== What to produce ==
One number, and no other words, should make up the answer: how many lines of the listing contain the string "impl".

== Records for the exercise ==
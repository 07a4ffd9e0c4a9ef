// src/config.rs - Planner configuration with TOML support
use serde::{Deserialize, Serialize};
use std::fs;
use std::path::Path;
use thiserror::Error;

use crate::motion::{AXES, MOTORS};

#[derive(Debug, Error)]
pub enum ConfigError {
    #[error("failed to read config file: {0}")]
    Io(#[from] std::io::Error),
    #[error("failed to parse config: {0}")]
    Parse(#[from] toml::de::Error),
    #[error("invalid config: {0}")]
    Invalid(String),
}

/// Per-axis planning limits.
#[derive(Debug, Clone, Copy, Deserialize, Serialize)]
pub struct AxisConfig {
    /// Maximum jerk for this axis (mm/min³)
    #[serde(default = "default_jerk_max")]
    pub jerk_max: f64,

    /// Cornering deviation budget for this axis (mm)
    #[serde(default = "default_junction_deviation")]
    pub junction_deviation: f64,
}

impl Default for AxisConfig {
    fn default() -> Self {
        Self {
            jerk_max: default_jerk_max(),
            junction_deviation: default_junction_deviation(),
        }
    }
}

/// Numeric guard bands used throughout planning and execution.
#[derive(Debug, Clone, Copy, Deserialize, Serialize)]
pub struct Tolerances {
    /// Threshold below which lengths and times are treated as zero
    #[serde(default = "default_epsilon")]
    pub epsilon: f64,

    /// Velocities closer than this are considered equal (mm/min)
    #[serde(default = "default_velocity_tolerance")]
    pub velocity_tolerance: f64,

    /// Allowed error when comparing section lengths (mm)
    #[serde(default = "default_length_tolerance")]
    pub length_tolerance: f64,

    /// Sections shorter than this are zeroed and redistributed (mm)
    #[serde(default = "default_min_section_length")]
    pub min_section_length: f64,

    /// Lines shorter than minimum × this factor skip the cruise plateau
    #[serde(default = "default_length_factor")]
    pub length_factor: f64,

    /// Relative convergence bound for the two-ramp cruise iteration
    #[serde(default = "default_iteration_error_pct")]
    pub iteration_error_pct: f64,
}

impl Default for Tolerances {
    fn default() -> Self {
        Self {
            epsilon: default_epsilon(),
            velocity_tolerance: default_velocity_tolerance(),
            length_tolerance: default_length_tolerance(),
            min_section_length: default_min_section_length(),
            length_factor: default_length_factor(),
            iteration_error_pct: default_iteration_error_pct(),
        }
    }
}

/// Main planner configuration.
#[derive(Debug, Clone, Deserialize, Serialize)]
pub struct PlannerConfig {
    #[serde(default)]
    pub axes: [AxisConfig; AXES],

    /// Centripetal acceleration budget at corners (mm/min²)
    #[serde(default = "default_junction_acceleration")]
    pub junction_acceleration: f64,

    /// Target duration of one executor segment (µs)
    #[serde(default = "default_segment_target_us")]
    pub segment_target_us: f64,

    /// Number of planning blocks in the ring
    #[serde(default = "default_pool_size")]
    pub pool_size: usize,

    /// Step scaling per motor (steps/mm)
    #[serde(default = "default_steps_per_mm")]
    pub steps_per_mm: [f64; MOTORS],

    #[serde(default)]
    pub tolerances: Tolerances,
}

impl Default for PlannerConfig {
    fn default() -> Self {
        Self {
            axes: [AxisConfig::default(); AXES],
            junction_acceleration: default_junction_acceleration(),
            segment_target_us: default_segment_target_us(),
            pool_size: default_pool_size(),
            steps_per_mm: default_steps_per_mm(),
            tolerances: Tolerances::default(),
        }
    }
}

impl PlannerConfig {
    pub fn from_toml_str(raw: &str) -> Result<Self, ConfigError> {
        let config: PlannerConfig = toml::from_str(raw)?;
        config.validate()?;
        Ok(config)
    }

    pub fn validate(&self) -> Result<(), ConfigError> {
        if self.pool_size < 4 {
            return Err(ConfigError::Invalid(format!(
                "pool_size must be at least 4, got {}",
                self.pool_size
            )));
        }
        if self.junction_acceleration <= 0.0 {
            return Err(ConfigError::Invalid(
                "junction_acceleration must be positive".to_string(),
            ));
        }
        if self.segment_target_us <= 0.0 {
            return Err(ConfigError::Invalid(
                "segment_target_us must be positive".to_string(),
            ));
        }
        for (i, axis) in self.axes.iter().enumerate() {
            if axis.jerk_max <= 0.0 {
                return Err(ConfigError::Invalid(format!(
                    "axis {} jerk_max must be positive",
                    i
                )));
            }
            if axis.junction_deviation < 0.0 {
                return Err(ConfigError::Invalid(format!(
                    "axis {} junction_deviation must not be negative",
                    i
                )));
            }
        }
        let t = &self.tolerances;
        if t.epsilon <= 0.0 || t.min_section_length <= 0.0 {
            return Err(ConfigError::Invalid(
                "tolerances must be positive".to_string(),
            ));
        }
        if t.length_factor < 1.0 {
            return Err(ConfigError::Invalid(
                "length_factor must be at least 1.0".to_string(),
            ));
        }
        Ok(())
    }
}

/// Load and validate a planner configuration from a TOML file.
pub fn load_config<P: AsRef<Path>>(path: P) -> Result<PlannerConfig, ConfigError> {
    let raw = fs::read_to_string(path)?;
    PlannerConfig::from_toml_str(&raw)
}

fn default_jerk_max() -> f64 {
    50_000_000.0
}

fn default_junction_deviation() -> f64 {
    0.05
}

fn default_junction_acceleration() -> f64 {
    200_000.0
}

fn default_segment_target_us() -> f64 {
    5_000.0
}

fn default_pool_size() -> usize {
    48
}

fn default_steps_per_mm() -> [f64; MOTORS] {
    [80.0; MOTORS]
}

fn default_epsilon() -> f64 {
    1e-8
}

fn default_velocity_tolerance() -> f64 {
    10.0
}

fn default_length_tolerance() -> f64 {
    0.002
}

fn default_min_section_length() -> f64 {
    0.001
}

fn default_length_factor() -> f64 {
    1.25
}

fn default_iteration_error_pct() -> f64 {
    0.001
}

#[cfg(test)]
mod tests {
    use super::*;

    #[test]
    fn default_config_is_valid() {
        let config = PlannerConfig::default();
        assert!(config.validate().is_ok());
        assert_eq!(config.pool_size, 48);
        assert_eq!(config.axes[0].jerk_max, 50_000_000.0);
    }

    #[test]
    fn parses_partial_toml_with_defaults() {
        let config = PlannerConfig::from_toml_str(
            r#"
            pool_size = 16
            junction_acceleration = 100000.0

            [tolerances]
            min_section_length = 0.002
            "#,
        )
        .unwrap();

        assert_eq!(config.pool_size, 16);
        assert_eq!(config.junction_acceleration, 100_000.0);
        assert_eq!(config.tolerances.min_section_length, 0.002);
        // untouched fields keep their defaults
        assert_eq!(config.segment_target_us, 5_000.0);
        assert_eq!(config.axes[2].junction_deviation, 0.05);
    }

    #[test]
    fn rejects_undersized_pool() {
        let result = PlannerConfig::from_toml_str("pool_size = 2");
        assert!(matches!(result, Err(ConfigError::Invalid(_))));
    }

    #[test]
    fn rejects_negative_jerk() {
        let mut config = PlannerConfig::default();
        config.axes[1].jerk_max = -1.0;
        assert!(config.validate().is_err());
    }
}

== Output of the exercise ==
4